TASK ITEM
Which lines in the records below hold the word "usize"? Copy each of them.

INPUT DATA
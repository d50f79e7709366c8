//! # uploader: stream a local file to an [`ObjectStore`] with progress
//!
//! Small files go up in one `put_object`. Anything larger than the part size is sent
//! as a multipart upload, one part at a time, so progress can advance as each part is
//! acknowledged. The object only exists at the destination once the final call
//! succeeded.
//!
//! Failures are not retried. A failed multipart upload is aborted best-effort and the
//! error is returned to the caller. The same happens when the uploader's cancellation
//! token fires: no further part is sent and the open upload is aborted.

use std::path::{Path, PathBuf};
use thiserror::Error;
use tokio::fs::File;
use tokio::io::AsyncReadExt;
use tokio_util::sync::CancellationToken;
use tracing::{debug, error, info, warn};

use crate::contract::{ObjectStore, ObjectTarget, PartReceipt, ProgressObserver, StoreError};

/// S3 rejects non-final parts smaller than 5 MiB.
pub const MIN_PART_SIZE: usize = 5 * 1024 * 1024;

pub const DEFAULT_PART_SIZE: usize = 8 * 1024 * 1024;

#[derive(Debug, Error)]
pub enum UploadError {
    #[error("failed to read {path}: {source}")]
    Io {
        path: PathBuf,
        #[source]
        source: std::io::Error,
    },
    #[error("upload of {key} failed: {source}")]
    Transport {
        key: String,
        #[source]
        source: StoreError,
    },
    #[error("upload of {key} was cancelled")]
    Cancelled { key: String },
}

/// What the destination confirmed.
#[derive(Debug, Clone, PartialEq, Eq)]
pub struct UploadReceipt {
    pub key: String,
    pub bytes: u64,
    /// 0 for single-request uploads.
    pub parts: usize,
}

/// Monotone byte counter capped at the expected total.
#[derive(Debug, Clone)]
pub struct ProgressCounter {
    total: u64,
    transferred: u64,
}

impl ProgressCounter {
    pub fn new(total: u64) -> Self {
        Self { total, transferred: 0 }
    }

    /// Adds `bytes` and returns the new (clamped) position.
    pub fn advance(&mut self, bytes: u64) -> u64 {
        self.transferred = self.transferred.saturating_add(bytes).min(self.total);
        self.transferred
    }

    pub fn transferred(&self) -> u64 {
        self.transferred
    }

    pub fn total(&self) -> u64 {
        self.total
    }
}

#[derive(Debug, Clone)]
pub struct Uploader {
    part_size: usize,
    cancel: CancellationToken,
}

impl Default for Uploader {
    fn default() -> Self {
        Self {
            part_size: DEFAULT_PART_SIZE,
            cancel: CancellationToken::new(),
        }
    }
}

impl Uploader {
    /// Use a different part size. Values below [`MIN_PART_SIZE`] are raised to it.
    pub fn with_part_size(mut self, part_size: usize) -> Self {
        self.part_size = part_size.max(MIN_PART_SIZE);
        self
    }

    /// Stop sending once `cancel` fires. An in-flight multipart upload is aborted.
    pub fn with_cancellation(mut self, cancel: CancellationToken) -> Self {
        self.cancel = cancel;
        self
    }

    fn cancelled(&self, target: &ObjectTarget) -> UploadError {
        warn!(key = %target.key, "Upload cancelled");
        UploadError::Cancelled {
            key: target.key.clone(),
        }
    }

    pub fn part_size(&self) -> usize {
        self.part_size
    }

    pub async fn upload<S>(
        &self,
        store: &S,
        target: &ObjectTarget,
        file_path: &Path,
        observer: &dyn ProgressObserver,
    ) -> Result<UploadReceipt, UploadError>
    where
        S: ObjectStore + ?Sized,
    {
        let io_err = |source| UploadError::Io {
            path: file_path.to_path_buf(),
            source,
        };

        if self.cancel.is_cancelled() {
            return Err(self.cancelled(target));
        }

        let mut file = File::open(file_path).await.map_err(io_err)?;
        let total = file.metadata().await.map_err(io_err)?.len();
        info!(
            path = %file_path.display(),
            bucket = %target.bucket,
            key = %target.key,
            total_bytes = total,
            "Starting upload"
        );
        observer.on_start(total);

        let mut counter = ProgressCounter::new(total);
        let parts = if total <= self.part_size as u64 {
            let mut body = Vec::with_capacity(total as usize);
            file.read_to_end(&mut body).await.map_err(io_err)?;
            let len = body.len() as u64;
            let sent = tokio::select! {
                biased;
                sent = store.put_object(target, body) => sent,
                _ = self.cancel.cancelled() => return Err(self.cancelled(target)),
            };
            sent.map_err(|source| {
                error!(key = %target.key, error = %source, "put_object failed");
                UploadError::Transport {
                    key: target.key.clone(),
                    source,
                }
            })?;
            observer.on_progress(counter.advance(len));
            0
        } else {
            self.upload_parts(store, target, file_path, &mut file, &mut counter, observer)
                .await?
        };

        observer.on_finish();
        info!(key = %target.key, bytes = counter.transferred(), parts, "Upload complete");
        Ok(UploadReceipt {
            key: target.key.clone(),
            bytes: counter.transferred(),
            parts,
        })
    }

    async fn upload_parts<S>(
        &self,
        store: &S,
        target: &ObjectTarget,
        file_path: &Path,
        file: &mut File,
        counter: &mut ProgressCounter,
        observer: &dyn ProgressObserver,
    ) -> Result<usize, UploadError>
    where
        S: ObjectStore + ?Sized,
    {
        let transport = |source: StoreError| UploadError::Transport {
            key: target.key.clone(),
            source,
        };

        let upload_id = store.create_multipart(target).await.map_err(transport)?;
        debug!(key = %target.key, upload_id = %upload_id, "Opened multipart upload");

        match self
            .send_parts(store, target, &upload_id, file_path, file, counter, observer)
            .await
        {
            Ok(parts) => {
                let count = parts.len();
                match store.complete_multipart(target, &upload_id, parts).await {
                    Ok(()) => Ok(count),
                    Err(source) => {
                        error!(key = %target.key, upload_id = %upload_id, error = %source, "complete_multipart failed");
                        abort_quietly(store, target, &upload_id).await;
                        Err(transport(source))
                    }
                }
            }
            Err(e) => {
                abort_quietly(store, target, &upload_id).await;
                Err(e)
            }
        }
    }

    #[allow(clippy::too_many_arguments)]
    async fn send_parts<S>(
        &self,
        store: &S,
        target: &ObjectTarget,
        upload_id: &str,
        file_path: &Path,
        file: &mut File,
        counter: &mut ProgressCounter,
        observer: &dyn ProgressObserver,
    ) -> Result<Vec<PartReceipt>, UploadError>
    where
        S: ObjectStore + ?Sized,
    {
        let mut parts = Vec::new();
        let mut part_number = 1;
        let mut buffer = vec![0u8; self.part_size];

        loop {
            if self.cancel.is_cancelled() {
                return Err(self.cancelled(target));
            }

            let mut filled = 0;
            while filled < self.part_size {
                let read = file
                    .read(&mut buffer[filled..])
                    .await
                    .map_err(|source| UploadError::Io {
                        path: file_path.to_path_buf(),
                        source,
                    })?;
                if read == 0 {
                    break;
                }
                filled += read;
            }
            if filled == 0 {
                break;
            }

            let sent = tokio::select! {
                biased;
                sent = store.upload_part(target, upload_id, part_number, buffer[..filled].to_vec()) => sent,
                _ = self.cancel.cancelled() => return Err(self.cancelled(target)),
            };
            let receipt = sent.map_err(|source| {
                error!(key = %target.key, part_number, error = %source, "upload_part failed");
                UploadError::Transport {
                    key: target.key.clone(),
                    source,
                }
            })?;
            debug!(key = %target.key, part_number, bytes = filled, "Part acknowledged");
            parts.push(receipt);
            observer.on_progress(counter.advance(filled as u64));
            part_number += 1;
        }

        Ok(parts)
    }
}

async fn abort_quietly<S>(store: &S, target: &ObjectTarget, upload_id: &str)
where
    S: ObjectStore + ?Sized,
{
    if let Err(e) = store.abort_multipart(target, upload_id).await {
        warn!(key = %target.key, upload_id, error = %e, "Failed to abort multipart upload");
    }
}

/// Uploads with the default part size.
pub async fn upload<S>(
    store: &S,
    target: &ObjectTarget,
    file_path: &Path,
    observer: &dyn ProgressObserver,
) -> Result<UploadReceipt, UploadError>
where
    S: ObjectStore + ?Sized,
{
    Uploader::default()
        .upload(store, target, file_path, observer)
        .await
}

REPLY TO THE EXERCISE
pub const MIN_PART_SIZE: usize = 5 * 1024 * 1024;
pub const DEFAULT_PART_SIZE: usize = 8 * 1024 * 1024;
    pub parts: usize,
    part_size: usize,
    pub fn with_part_size(mut self, part_size: usize) -> Self {
    pub fn part_size(&self) -> usize {
            let mut body = Vec::with_capacity(total as usize);
    ) -> Result<usize, UploadError>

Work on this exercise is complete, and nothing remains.